Il capitano della Kriegsmarine Jacobs fu inviato, nell’autunno 1943, presso La Spezia, nel corpo di ingegneria della Marina da Guerra, dove gli era stato affidato il comando di una batteria d’artiglieria che, situata tra Punta Bianca e Bocca di Magra, era in grado di controllare la costa sino a Viareggio. Come racconta Greppi, Rudolf si adoperò per sequestrare alimenti al mercato nero per ridistribuirli gratuitamente alla popolazione civile. Nel 1943 un evento tragico lo sconvolse: la sua città in Germania venne bombardata, e perse ogni contatto con la sua famiglia, non sapendo più se sua moglie e i suoi figli fossero ancora in vita. Di sentimenti democratici e umanitari, Jacobs iniziò presto a riflettere sul cammino da intraprendere nel territorio occupato, così nel settembre 1944, con il suo attendente sulla cui identità ancora oggi si dibatte, abbandonò la sua base e si unì ai partigiani della Brigata Garibaldi “Ugo Muccini”, con la quale combatté per i due mesi successivi. In più occasioni si distinse per il suo coraggio e per le sue doti strategiche, ma l’azione per cui è più ricordato è quella che lo ha visto al comando di una pattuglia internazionale di partigiani italiani e stranieri, tra cui il suo attendente, che attaccò un hotel a Sarzana (il “Laurina”), usato come caserma dai fascisti delle Brigate Nere locali.

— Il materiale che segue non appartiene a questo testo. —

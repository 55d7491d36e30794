//! Extraction context: what an extractor is allowed to see.
//!
//! Extractors receive the symbol, the as-of date, the per-call scratch
//! cache, and the shared data sources, nothing else. The tiered caches
//! for macro series are owned here so extractors never talk to a
//! provider directly.

use crate::cache::{CacheError, CachePolicy, KeyGranularity, TieredCache};
use crate::data::{FetchError, QuoteSource, SeriesSource};
use crate::domain::DailyBar;
use chrono::NaiveDate;
use std::collections::HashMap;
use std::path::Path;
use std::sync::Arc;
use thiserror::Error;

/// Errors from a single feature extraction.
#[derive(Debug, Error)]
pub enum FeatureError {
    #[error(transparent)]
    Fetch(#[from] FetchError),

    #[error(transparent)]
    Cache(#[from] CacheError),

    #[error("no cache configured for series '{series}'")]
    UnknownSeries { series: String },

    #[error("non-numeric payload for series '{series}' at {as_of}")]
    NonNumericPayload { series: String, as_of: NaiveDate },

    #[error("insufficient history for '{feature}': need {need} bars, have {have}")]
    InsufficientHistory {
        feature: String,
        need: usize,
        have: usize,
    },
}

/// Tiered caches for macro series, all backed by one source.
pub struct MacroCaches {
    source: Arc<dyn SeriesSource>,
    caches: HashMap<String, TieredCache>,
}

impl MacroCaches {
    /// Open one tiered cache per `(series, granularity)` pair, with
    /// documents under `cache_dir/<series>.json`.
    pub fn open(
        cache_dir: impl AsRef<Path>,
        source: Arc<dyn SeriesSource>,
        series: &[(&str, KeyGranularity)],
        policy: CachePolicy,
    ) -> Result<Self, CacheError> {
        let cache_dir = cache_dir.as_ref();
        let mut caches = HashMap::new();
        for (name, granularity) in series {
            let cache = TieredCache::open(
                *name,
                *granularity,
                cache_dir.join(format!("{name}.json")),
                policy.clone(),
            )?;
            caches.insert(name.to_string(), cache);
        }
        Ok(Self { source, caches })
    }

    /// Numeric observation of `series` as of `as_of`, through the cache.
    pub fn value(&self, series: &str, as_of: NaiveDate) -> Result<f64, FeatureError> {
        let cache = self.caches.get(series).ok_or_else(|| {
            FeatureError::UnknownSeries {
                series: series.to_string(),
            }
        })?;
        let source = Arc::clone(&self.source);
        let series_name = series.to_string();
        let payload = cache.get(as_of, &move |d| source.fetch(&series_name, d))?;
        payload
            .as_f64()
            .or_else(|| payload.get("value").and_then(|v| v.as_f64()))
            .ok_or(FeatureError::NonNumericPayload {
                series: series.to_string(),
                as_of,
            })
    }

    pub fn cache(&self, series: &str) -> Option<&TieredCache> {
        self.caches.get(series)
    }

    pub fn caches(&self) -> impl Iterator<Item = &TieredCache> {
        self.caches.values()
    }
}

/// Shared, process-lifetime data sources for extraction.
pub struct DataSources {
    pub quotes: Arc<dyn QuoteSource>,
    pub macros: MacroCaches,
}

/// Everything one extractor invocation sees.
pub struct ExtractionContext<'a> {
    pub symbol: &'a str,
    pub as_of: NaiveDate,
    pub scratch: &'a super::scratch::ScratchCache,
    pub sources: &'a DataSources,
}

impl ExtractionContext<'_> {
    /// The symbol's daily bars up to the as-of date, fetched at most
    /// once per extraction call via the scratch cache.
    pub fn bars(&self) -> Result<Arc<Vec<DailyBar>>, FeatureError> {
        self.scratch
            .bars(self.symbol, || {
                self.sources.quotes.fetch_bars(self.symbol, self.as_of)
            })
            .map_err(FeatureError::from)
    }

    /// A macro-series observation through the tiered cache.
    pub fn macro_value(&self, series: &str) -> Result<f64, FeatureError> {
        self.sources.macros.value(series, self.as_of)
    }
}
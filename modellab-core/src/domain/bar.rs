//! Raw daily OHLCV bar returned by quote sources.

use chrono::NaiveDate;
use serde::{Deserialize, Serialize};

/// One daily OHLCV row for a symbol (as delivered by a quote source,
/// before any feature math).
#[derive(Debug, Clone, Serialize, Deserialize)]
pub struct DailyBar {
    pub date: NaiveDate,
    pub open: f64,
    pub high: f64,
    pub low: f64,
    pub close: f64,
    pub volume: u64,
    pub adj_close: f64,
}

impl DailyBar {
    /// True daily return relative to the previous bar's adjusted close.
    pub fn return_from(&self, prev: &DailyBar) -> f64 {
        if prev.adj_close <= 0.0 {
            return 0.0;
        }
        (self.adj_close - prev.adj_close) / prev.adj_close
    }
}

Il fenomeno della diserzione dei soldati tedeschi interessò tutta l’Europa. Si arriva a supporre che il suo numero oscilli intorno ai 100.000 uomini12. In Italia, il primo a parlare dei soldati tedeschi che hanno abbandonato i ranghi per unirsi alla Resistenza è stato Roberto Battaglia, che ha posto l’attenzione sulla partecipazione significativa di partigiani stranieri, singoli o in gruppo, all’interno del movimento resistenziale italiano:
il passaggio di tedeschi nelle file del movimento di resistenza italiano non si è limitato a singoli casi ma ha raggiunto dimensioni considerevoli […] ed è chiaramente dimostrata in tutte le zone del Nord Italia, senza eccezione, la presenza di tedeschi nelle principali bande partigiane e nei luoghi degli scontri più duri13.
Anche la memorialistica conferma la presenza di tedeschi in molte formazioni partigiane. Si trovano infatti testimonianze anche in Toscana, Umbria, Trentino, Friuli, Lombardia, ma molti di loro sono rimasti senza nome, caduti o passati per le armi nel corso dei combattimenti.
Tuttavia, resta molto difficile stimare il numero di disertori tedeschi nelle fila dei partigiani italiani. Dal 1943 al 1945 l’esercito tedesco schierava in quel momento dai 10 ai 12 milioni di uomini in Europa. Assumendo quindi il dato ufficiale di 100.000 disertori tedeschi, si tratta grosso modo dell’1%. In Italia in quel momento erano schierate 26 divisioni14, circa 330.000 soldati, se vale la regola dell’1% parliamo di almeno 3.000 persone, di cui una parte si rese disponibile a combattere con i partigiani italiani. Si parla, quindi, di un numero significativo. Tra le maggiori unità combattenti si può ricordare il Freies Deutschland Bataillon – composto da disertori tedeschi, austriaci, cecoslovacchi – che operò assieme ai garibaldini delle divisioni Carnia e Val But a ridosso del confine con l’Austria, in Alto Adige e nel Bellunese. Un altro esempio di presenza di disertori tedeschi in Italia è fornito da un rapporto della polizia segreta tedesca che segnala, a Civitella, in provincia di Arezzo, nel luglio 1944, la diserzione di ben 721 soldati tedeschi. Probabilmente il motivo fu la strage degli abitanti del luogo di pochi giorni prima (244 vittime).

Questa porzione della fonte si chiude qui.